→ Required action: The answer must consist of every line in the data below that holds the word "workers".

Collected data
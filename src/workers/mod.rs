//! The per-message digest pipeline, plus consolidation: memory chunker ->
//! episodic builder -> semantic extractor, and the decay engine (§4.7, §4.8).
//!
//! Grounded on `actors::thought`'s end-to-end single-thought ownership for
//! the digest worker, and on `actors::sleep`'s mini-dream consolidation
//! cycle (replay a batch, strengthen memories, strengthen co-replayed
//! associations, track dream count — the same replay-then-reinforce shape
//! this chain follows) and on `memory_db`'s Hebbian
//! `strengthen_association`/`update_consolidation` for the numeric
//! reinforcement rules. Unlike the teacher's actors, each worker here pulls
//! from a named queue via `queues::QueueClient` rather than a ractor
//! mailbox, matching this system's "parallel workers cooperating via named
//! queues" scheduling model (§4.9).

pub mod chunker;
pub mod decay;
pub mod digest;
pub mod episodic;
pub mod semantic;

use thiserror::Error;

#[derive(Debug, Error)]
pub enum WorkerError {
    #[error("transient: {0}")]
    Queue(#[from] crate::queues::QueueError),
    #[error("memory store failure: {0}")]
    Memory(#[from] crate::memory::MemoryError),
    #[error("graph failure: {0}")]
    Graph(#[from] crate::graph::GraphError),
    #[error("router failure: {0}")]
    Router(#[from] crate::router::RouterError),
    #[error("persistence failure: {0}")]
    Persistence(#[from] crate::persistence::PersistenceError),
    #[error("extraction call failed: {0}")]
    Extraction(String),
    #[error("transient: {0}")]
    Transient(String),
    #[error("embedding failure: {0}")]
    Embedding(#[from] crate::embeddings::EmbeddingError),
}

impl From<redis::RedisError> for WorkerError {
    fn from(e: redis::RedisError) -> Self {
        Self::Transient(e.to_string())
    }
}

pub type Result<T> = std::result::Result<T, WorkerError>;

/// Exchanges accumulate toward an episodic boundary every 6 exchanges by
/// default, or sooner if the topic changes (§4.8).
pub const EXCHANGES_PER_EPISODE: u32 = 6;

→ Output:
filename src/workers/mod.rs
//! mailbox, matching this system's "parallel workers cooperating via named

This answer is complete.